É evidente o considerável aumento do fluxo de cruzeiros marítimos na costa brasileira na última década. Em recente estudo da Fundação Getúlio Vargas (FGV), encomendado pela Associação Brasileira de Cruzeiros Marítimos (ABREMAR), verifica-se alguns números que comprovam a importância e o grande crescimento da atividade desde a temporada de 2004/2005, sendo que atualmente a mesma vem se consolidando como importante segmento turístico.

Na última temporada (2010/2011) aproximadamente 800 mil passageiros realizaram viagens a bordo de cruzeiros marítimos no Brasil, que contou com 20 navios navegando na costa brasileira. Segundo o estudo efetuado pela Fundação Getúlio Vargas, a movimentação econômica total dos cruzeiros marítimos no Brasil – abrangendo os gastos dos armadores e dos turistas – foi de aproximadamente R$ 1,4 bilhão.

Em seu estudo, a FGV reconhece que “Este tipo de viagem tem sido cada vez mais realizado por brasileiros, não apenas da classe alta, mas também da classe média. O incremento do poder aquisitivo da população, o aumento do consumo e a facilidade de pagamento dos pacotes são fatores que influenciaram positivamente o crescimento da demanda por cruzeiros marítimos”.

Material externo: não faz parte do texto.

//! Chat entries shown in the conversation pane
//!
//! A `Message` is a plain value: the controller builds one per user action or
//! remote reply and never mutates it afterwards.

use serde::{Deserialize, Serialize};

/// Placeholder text carried by typing rows. Never rendered as text.
pub const TYPING_TEXT: &str = "Typing...";

/// A single chat entry (text or image, sender side, typing flag)
#[derive(Debug, Clone, PartialEq, Eq, Serialize, Deserialize)]
pub struct Message {
    pub content: String,
    pub image_url: Option<String>,
    pub is_user_message: bool,
    pub is_typing: bool,
    pub is_image: bool,
}

impl Message {
    /// Text typed by the user
    pub fn user_text(content: impl Into<String>) -> Self {
        Self {
            content: content.into(),
            image_url: None,
            is_user_message: true,
            is_typing: false,
            is_image: false,
        }
    }

    /// Text reply from the assistant (or an inline error)
    pub fn reply_text(content: impl Into<String>) -> Self {
        Self {
            content: content.into(),
            image_url: None,
            is_user_message: false,
            is_typing: false,
            is_image: false,
        }
    }

    /// Photo supplied by the user, referenced by its cached file path
    pub fn user_image(image_url: impl Into<String>) -> Self {
        Self {
            content: String::new(),
            image_url: Some(image_url.into()),
            is_user_message: true,
            is_typing: false,
            is_image: true,
        }
    }

    /// Image produced by the generation endpoint
    pub fn generated_image(image_url: impl Into<String>) -> Self {
        Self {
            content: "Generated Image".to_string(),
            image_url: Some(image_url.into()),
            is_user_message: false,
            is_typing: false,
            is_image: true,
        }
    }

    pub fn typing() -> Self {
        Self {
            content: TYPING_TEXT.to_string(),
            image_url: None,
            is_user_message: false,
            is_typing: true,
            is_image: false,
        }
    }
}

/// Read-only copy of the conversation handed to the renderer
pub type Conversation = Vec<Message>;

#[cfg(test)]
mod tests {
    use super::*;

    #[test]
    fn test_typing_placeholder_has_no_payload() {
        let msg = Message::typing();
        assert!(msg.is_typing);
        assert!(!msg.is_image);
        assert!(msg.image_url.is_none());
        assert!(!msg.is_user_message);
    }

    #[test]
    fn test_user_image_is_tagged() {
        let msg = Message::user_image("/tmp/generated_1.jpg");
        assert!(msg.is_image);
        assert!(msg.is_user_message);
        assert_eq!(msg.content, "");
        assert_eq!(msg.image_url.as_deref(), Some("/tmp/generated_1.jpg"));
    }

    #[test]
    fn test_generated_image_caption() {
        let msg = Message::generated_image("/tmp/generated_2.jpg");
        assert_eq!(msg.content, "Generated Image");
        assert!(!msg.is_user_message);
    }
}
//! On-disk cache for generated and captured images
//!
//! Every store wipes the previous `generated_*` files first, so the cache only
//! ever holds the most recent image. Files are JPEG, named with a millisecond
//! timestamp.

use anyhow::{Context, Result};
use image::codecs::jpeg::JpegEncoder;
use image::DynamicImage;
use std::fs;
use std::io::{BufWriter, Write};
use std::path::PathBuf;

pub const CACHE_PREFIX: &str = "generated_";

#[derive(Debug, Clone)]
pub struct ImageCache {
    dir: PathBuf,
}

impl ImageCache {
    pub fn new(dir: impl Into<PathBuf>) -> Self {
        Self { dir: dir.into() }
    }

    /// Writes `image` as a fresh JPEG and returns its absolute path.
    ///
    /// Blocking: call from `spawn_blocking` when on the runtime.
    pub fn store(&self, image: &DynamicImage) -> Result<PathBuf> {
        fs::create_dir_all(&self.dir)
            .with_context(|| format!("failed creating cache dir {}", self.dir.display()))?;
        self.clear_old_images()?;

        let stamp = chrono::Utc::now().timestamp_millis();
        let path = self.dir.join(format!("{}{}.jpg", CACHE_PREFIX, stamp));

        let file = fs::File::create(&path)
            .with_context(|| format!("failed creating {}", path.display()))?;
        let mut writer = BufWriter::new(file);
        // JPEG has no alpha channel
        let rgb = DynamicImage::ImageRgb8(image.to_rgb8());
        rgb.write_with_encoder(JpegEncoder::new_with_quality(&mut writer, 100))
            .with_context(|| format!("failed encoding {}", path.display()))?;
        writer.flush()
            .with_context(|| format!("failed writing {}", path.display()))?;

        tracing::debug!(path = %path.display(), "cached image");
        Ok(path)
    }

    /// Deletes every file in the cache dir that carries the cache prefix.
    pub fn clear_old_images(&self) -> Result<usize> {
        let entries = match fs::read_dir(&self.dir) {
            Ok(entries) => entries,
            Err(e) if e.kind() == std::io::ErrorKind::NotFound => return Ok(0),
            Err(e) => return Err(e).context("failed listing cache dir"),
        };

        let mut removed = 0;
        for entry in entries.flatten() {
            let name = entry.file_name();
            if name.to_string_lossy().starts_with(CACHE_PREFIX) {
                match fs::remove_file(entry.path()) {
                    Ok(()) => removed += 1,
                    Err(e) => tracing::warn!(file = ?name, "failed removing cached image: {}", e),
                }
            }
        }

        if removed > 0 {
            tracing::debug!(removed, "cleared stale cached images");
        }
        Ok(removed)
    }
}
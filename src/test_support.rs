use crate::error::{Result, ShareError};
use crate::prompt::Prompter;
use crate::repo::{CommitInfo, RepoStatus, Vcs};
use chrono::DateTime;
use std::cell::RefCell;
use std::collections::{HashMap, VecDeque};
use std::path::{Path, PathBuf};
use std::process::Command;
use tempfile::TempDir;

/// A standalone repository on `master` with one commit and no remote.
pub(crate) fn create_test_repo() -> TempDir {
    let temp_dir = TempDir::new().unwrap();
    init_working_repo(temp_dir.path());
    temp_dir
}

/// Two clones ("alice" and "bob") of a shared bare `origin`, both on a
/// `master` branch that tracks `origin/master`.
pub(crate) struct SharedRemote {
    _root: TempDir,
    pub origin: PathBuf,
    pub alice: PathBuf,
    pub bob: PathBuf,
}

pub(crate) fn create_shared_remote() -> SharedRemote {
    let root = TempDir::new().unwrap();
    let origin = root.path().join("origin.git");
    let alice = root.path().join("alice");
    let bob = root.path().join("bob");

    std::fs::create_dir_all(&origin).unwrap();
    git(&origin, &["init", "--bare"]);
    git(&origin, &["symbolic-ref", "HEAD", "refs/heads/master"]);

    std::fs::create_dir_all(&alice).unwrap();
    init_working_repo(&alice);
    let origin_str = origin.to_string_lossy().to_string();
    git(&alice, &["remote", "add", "origin", &origin_str]);
    git(&alice, &["push", "--set-upstream", "origin", "master"]);

    git(root.path(), &["clone", &origin_str, "bob"]);
    configure_identity(&bob, "Bob", "bob@example.com");

    SharedRemote {
        _root: root,
        origin,
        alice,
        bob,
    }
}

fn init_working_repo(path: &Path) {
    git(path, &["init"]);
    // Deterministic default branch name across environments.
    git(path, &["symbolic-ref", "HEAD", "refs/heads/master"]);
    configure_identity(path, "Alice", "alice@example.com");

    std::fs::write(path.join("README.md"), "# Test\n").unwrap();
    git(path, &["add", "."]);
    git(path, &["commit", "-m", "Initial commit"]);
}

fn configure_identity(path: &Path, name: &str, email: &str) {
    git(path, &["config", "user.email", email]);
    git(path, &["config", "user.name", name]);
    git(path, &["config", "commit.gpgsign", "false"]);
}

pub(crate) fn git(repo_dir: &Path, args: &[&str]) -> String {
    let output = Command::new("git")
        .current_dir(repo_dir)
        .args(args)
        .output()
        .unwrap_or_else(|e| panic!("failed to execute git {}: {}", args.join(" "), e));

    if !output.status.success() {
        let stdout = String::from_utf8_lossy(&output.stdout);
        let stderr = String::from_utf8_lossy(&output.stderr);
        panic!(
            "git {} failed (exit code {:?})\nstdout:\n{}\nstderr:\n{}",
            args.join(" "),
            output.status.code(),
            stdout,
            stderr
        );
    }

    String::from_utf8_lossy(&output.stdout).trim().to_string()
}

/// In-memory [`Vcs`] that records every call and can fail a chosen operation.
pub(crate) struct FakeVcs {
    pub calls: RefCell<Vec<String>>,
    pub current_branch: RefCell<Option<String>>,
    pub clean: bool,
    pub tracking: bool,
    pub remote_branches: Vec<String>,
    pub commit_infos: HashMap<String, CommitInfo>,
    pub aliases: RefCell<HashMap<String, String>>,
    pub fail_on: Option<&'static str>,
}

impl FakeVcs {
    pub fn new() -> Self {
        Self {
            calls: RefCell::new(Vec::new()),
            current_branch: RefCell::new(Some("feature".to_string())),
            clean: false,
            tracking: false,
            remote_branches: Vec::new(),
            commit_infos: HashMap::new(),
            aliases: RefCell::new(HashMap::new()),
            fail_on: None,
        }
    }

    pub fn with_remote_branch(mut self, name: &str, author: &str, date_rfc2822: &str) -> Self {
        self.remote_branches.push(name.to_string());
        self.commit_infos.insert(
            name.to_string(),
            CommitInfo {
                author: author.to_string(),
                date: DateTime::parse_from_rfc2822(date_rfc2822).unwrap(),
            },
        );
        self
    }

    pub fn calls(&self) -> Vec<String> {
        self.calls.borrow().clone()
    }

    /// Names of the operations invoked, without their arguments.
    pub fn operations(&self) -> Vec<String> {
        self.calls
            .borrow()
            .iter()
            .map(|c| c.split_whitespace().next().unwrap_or("").to_string())
            .collect()
    }

    pub fn current(&self) -> Option<String> {
        self.current_branch.borrow().clone()
    }

    fn record(&self, op: &str, args: &[&str]) -> Result<()> {
        let mut call = op.to_string();
        for arg in args {
            call.push(' ');
            call.push_str(arg);
        }
        self.calls.borrow_mut().push(call);

        if self.fail_on == Some(op) {
            return Err(ShareError::GitError(format!("simulated {} failure", op)));
        }
        Ok(())
    }
}

impl Vcs for FakeVcs {
    fn status(&self) -> Result<RepoStatus> {
        self.record("status", &[])?;
        Ok(RepoStatus {
            current_branch: self.current(),
            upstream: self.tracking.then(|| "origin/feature".to_string()),
            is_clean: self.clean,
        })
    }

    fn checkout(&self, branch: &str) -> Result<()> {
        self.record("checkout", &[branch])?;
        *self.current_branch.borrow_mut() = Some(branch.to_string());
        Ok(())
    }

    fn checkout_new_branch(&self, branch: &str) -> Result<()> {
        self.record("checkout_new_branch", &[branch])?;
        *self.current_branch.borrow_mut() = Some(branch.to_string());
        Ok(())
    }

    fn delete_local_branch(&self, branch: &str) -> Result<()> {
        self.record("delete_local_branch", &[branch])
    }

    fn merge(&self, source: &str, target: &str) -> Result<()> {
        self.record("merge", &[source, target])
    }

    fn pull(&self) -> Result<()> {
        self.record("pull", &[])
    }

    fn push_set_upstream(&self, remote: &str, branch: &str) -> Result<()> {
        self.record("push_set_upstream", &[remote, branch])
    }

    fn fetch_refspec(&self, remote: &str, refspec: &str) -> Result<()> {
        self.record("fetch_refspec", &[remote, refspec])
    }

    fn list_remote_branches(&self, pattern: &str) -> Result<Vec<String>> {
        self.record("list_remote_branches", &[pattern])?;
        Ok(self.remote_branches.clone())
    }

    fn show_commit_info(&self, reference: &str) -> Result<CommitInfo> {
        self.record("show_commit_info", &[reference])?;
        self.commit_infos
            .get(reference)
            .cloned()
            .ok_or_else(|| ShareError::GitError(format!("unknown revision {}", reference)))
    }

    fn stage_all(&self) -> Result<()> {
        self.record("stage_all", &[])
    }

    fn commit_no_verify(&self, message: &str) -> Result<()> {
        self.record("commit_no_verify", &[message])
    }

    fn reset_soft_to_parent(&self) -> Result<()> {
        self.record("reset_soft_to_parent", &[])
    }

    fn delete_remote_branch(&self, remote: &str, branch: &str) -> Result<()> {
        self.record("delete_remote_branch", &[remote, branch])
    }

    fn global_alias(&self, name: &str) -> Result<Option<String>> {
        self.record("global_alias", &[name])?;
        Ok(self.aliases.borrow().get(name).cloned())
    }

    fn set_global_alias(&self, name: &str, value: &str) -> Result<()> {
        self.record("set_global_alias", &[name, value])?;
        self.aliases
            .borrow_mut()
            .insert(name.to_string(), value.to_string());
        Ok(())
    }
}

/// [`Prompter`] that replays canned answers and remembers what it was shown.
pub(crate) struct ScriptedPrompter {
    pub confirms: RefCell<VecDeque<bool>>,
    pub selections: RefCell<VecDeque<usize>>,
    pub shown: RefCell<Vec<Vec<String>>>,
    pub confirm_prompts: RefCell<Vec<String>>,
}

impl ScriptedPrompter {
    pub fn new() -> Self {
        Self {
            confirms: RefCell::new(VecDeque::new()),
            selections: RefCell::new(VecDeque::new()),
            shown: RefCell::new(Vec::new()),
            confirm_prompts: RefCell::new(Vec::new()),
        }
    }

    pub fn confirming(self, answer: bool) -> Self {
        self.confirms.borrow_mut().push_back(answer);
        self
    }

    pub fn selecting(self, index: usize) -> Self {
        self.selections.borrow_mut().push_back(index);
        self
    }
}

impl Prompter for ScriptedPrompter {
    fn confirm(&self, message: &str) -> Result<bool> {
        self.confirm_prompts.borrow_mut().push(message.to_string());
        self.confirms
            .borrow_mut()
            .pop_front()
            .ok_or_else(|| ShareError::PromptError("unexpected confirm prompt".to_string()))
    }

    fn select(&self, _message: &str, items: &[String]) -> Result<usize> {
        self.shown.borrow_mut().push(items.to_vec());
        self.selections
            .borrow_mut()
            .pop_front()
            .ok_or_else(|| ShareError::PromptError("unexpected select prompt".to_string()))
    }
}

Evidente, portanto, que esta atividade possui grande importância na movimentação da economia brasileira, aumentando ano a ano as receitas provenientes do turismo, gerando empregos (lembrando que a Resolução Normativa nº 71 do Ministério do Trabalho e Emprego exige que 25% da tripulação de cada navio seja formada por brasileiros enquanto o navio estiver em cabotagem) e estimulando a entrada e a circulação de divisas.

Os cruzeiros marítimos abrangem uma viagem de lazer completa, agregando além do transporte marítimo com escala em diversas cidades, hotelaria, gastronomia, lazer e entretenimento. Deste modo, os navios de cruzeiros deixaram de atuar apenas como um meio de transporte e se transformaram em efetivos destinos turísticos.

Diante desse crescimento vem  surgindo demandas sobre situações decorrentes da prestação desses serviços, tendo o Judiciário que se manifestar sobre a aplicabilidade do Código de Defesa do Consumidor (CDC – Lei nº 8.078/90). Isto ocorre porque a empresa operadora de Cruzeiro seria tida como fornecedora que presta serviço mediante remuneração e o passageiro-hóspede como consumidor que utiliza este serviço como destinatário final.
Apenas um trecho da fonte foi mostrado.